La continuidad espacio tiempo da la sensación de que los acontecimientos se dan en tiempo real. Aunque existan elipsis son pocas y breves. Y esta continuidad viene por haber establecido casi todas las acciones en el apartamento de Bucarest del muerto, con la cámara colocada en el pasillo mínimo desde donde gira para ver salidas y entradas de personajes de buena parte de las habitaciones. Con muy pocos cortes acompañamos a los personajes “desde la mirada del muerto”, como ha declarado el propio Puiu a la española Fotogramas. Y hay mucho de la manera neorrealista de ver sin intervenir, de mantenerse a distancia y dejar que la realidad sea, ocurra. Sin embargo creería hay más intención en los movimientos de Puiu y Balasoiu, su director de fotografía: no se va a limitar a solo ver, sino que pareciese querer ver ciertos gestos de ciertos personajes en ciertos momentos. Es selectivo, este espíritu. Puiu sabe que debe serlo. Que la ausencia del padre de familia no debe significar la ausencia de postura ante los conflictos, aunque los haya como la doña vestida a lo Elena Ceaucescu que no lo comprendan.

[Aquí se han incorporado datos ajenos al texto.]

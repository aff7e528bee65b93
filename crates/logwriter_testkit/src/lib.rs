//! # Log Writer Testkit
//!
//! Test utilities for the rotating log writer.
//!
//! This crate provides:
//! - Fixtures that pair a writer with a temporary directory, an in-memory
//!   store and a manual clock
//! - Property-based generators for records and legacy-charset input
//! - Golden file helpers for the on-disk format
//! - Shareable JSON test vectors
//! - Crash simulation (torn writes, abandoned mutexes, lost markers)
//! - Stress runners for concurrent appenders
//!
//! ## Usage
//!
//! ```rust,ignore
//! use logwriter_testkit::prelude::*;
//!
//! #[test]
//! fn appends_are_readable() {
//!     with_temp_log(|log| {
//!         log.writer.append("users", None, "hello").unwrap();
//!         assert_eq!(log.active_records().len(), 1);
//!     });
//! }
//! ```

#![deny(unsafe_code)]
#![warn(missing_docs)]

pub mod crash;
pub mod fixtures;
pub mod generators;
pub mod golden;
pub mod integration;
pub mod stress;
pub mod vectors;

/// Prelude module for convenient imports
pub mod prelude {
    pub use crate::fixtures::*;
    pub use crate::generators::*;
    pub use crate::integration::*;
    pub use crate::stress::*;
    pub use crate::vectors::*;
}

pub use fixtures::*;
pub use generators::*;
pub use golden::*;
pub use integration::*;
pub use stress::*;
pub use vectors::*;
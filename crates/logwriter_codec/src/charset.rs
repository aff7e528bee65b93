//! Legacy single-byte charset transcoding.
//!
//! Table names and payloads may arrive in a legacy single-byte encoding
//! (windows-1251 by default). They are transcoded to UTF-8 before being
//! length-prefixed, so the stored length is always the UTF-8 byte length.

use crate::error::{CodecError, CodecResult, Field};
use encoding_rs::Encoding;

/// A source charset that record strings are transcoded from.
#[derive(Debug, Clone, Copy, PartialEq, Eq)]
pub struct LegacyCharset(&'static Encoding);

impl LegacyCharset {
    /// windows-1251, the charset the log producers historically emit.
    pub const WINDOWS_1251: Self = Self(encoding_rs::WINDOWS_1251);

    /// Wraps an arbitrary `encoding_rs` encoding.
    #[must_use]
    pub const fn new(encoding: &'static Encoding) -> Self {
        Self(encoding)
    }

    /// Looks a charset up by its WHATWG label (e.g. `"cp1251"`, `"koi8-r"`).
    #[must_use]
    pub fn for_label(label: &str) -> Option<Self> {
        Encoding::for_label(label.as_bytes()).map(Self)
    }

    /// Returns the canonical name of the charset.
    #[must_use]
    pub fn name(&self) -> &'static str {
        self.0.name()
    }

    /// Decodes `bytes` to a UTF-8 string.
    ///
    /// # Errors
    ///
    /// Returns [`CodecError::Unmappable`] if a byte has no mapping in this
    /// charset. Nothing is replaced silently.
    pub fn decode(&self, field: Field, bytes: &[u8]) -> CodecResult<String> {
        self.0
            .decode_without_bom_handling_and_without_replacement(bytes)
            .map(|s| s.into_owned())
            .ok_or(CodecError::Unmappable {
                field,
                charset: self.name(),
            })
    }

    /// Encodes a UTF-8 string back into this charset.
    ///
    /// Returns `None` if a character has no representation.
    #[must_use]
    pub fn encode(&self, s: &str) -> Option<Vec<u8>> {
        let (bytes, _, had_errors) = self.0.encode(s);
        if had_errors {
            None
        } else {
            Some(bytes.into_owned())
        }
    }
}

impl Default for LegacyCharset {
    fn default() -> Self {
        Self::WINDOWS_1251
    }
}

Lary sabe que es ahora el padre de la familia: su hermano es visiblemente menor y el marido de su tía, Tony, es un sinvergüenza. Y teme y entristece por eso, aunque luego encuentre razones para reír.

Al verse solo pequeños espacios dentro de cada habitación, los objetos que se dejan ver adquieren mayor importancia y se cargan de sentido, como la vajilla y copas que quitan y ponen las chicas de la casa cada vez que, por fin, parece que van a sentarse a comer, pero algo ocurre y se los impide. Los actores están, por demás, coreografiados sin esfuerzo para tropezarse en los pasillos y las puertas, parecer a la vez ajetreados y relajados, resignados e impacientes porque la velada acabe y la comida se sirva sin más interrupciones. Y Sieranevada, ese lugar que invoca Puiu con semejante nombre, suena a lugar ajeno y lejano, acontecido. Quizás como ese tránsito a la eternidad que debe darse en los cuarenta días. Quería que fuese intraducible, declara Puiu sobre el nombre de la película aplaudida en Cannes.

Puede muy bien ser que las mentiras que van desentrañándose alrededor de Tony y Emil tengan que ver con otras más cercanas, las del propio Lary, y también con las que comentan los hermanos y primos a la mesa, sobre el pasado de Rumania. Y que ese pasado venga a acompañarles cuarenta días después de la muerte del padre, o veintiocho años después de la caída del comunismo, significa mucho en este drama. Puiu ha hecho de la sociedad rumana un microcosmos en un apartamento donde la muerte, los conflictos familiares y, por qué no, el hambre por la cena pospuesta para tratar de solventar señalamientos mezquinos, rituales y teorías conspirativas permanecen para mirarles y ensombrecerles desde los pasillos estrechos. Al fantasma (del comunismo) hay que reconocérsele, o vagará en la casa para siempre.






Extracto

En el drama Sieranevada (2017) Cristi Puiu ha hecho de la sociedad rumana un microcosmos en un apartamento donde la muerte, los conflictos familiares y, por qué no, el hambre por la cena pospuesta para tratar de solventar señalamientos mezquinos, rituales y teorías conspirativas permanecen para mirarles y ensombrecerles desde los pasillos estrechos.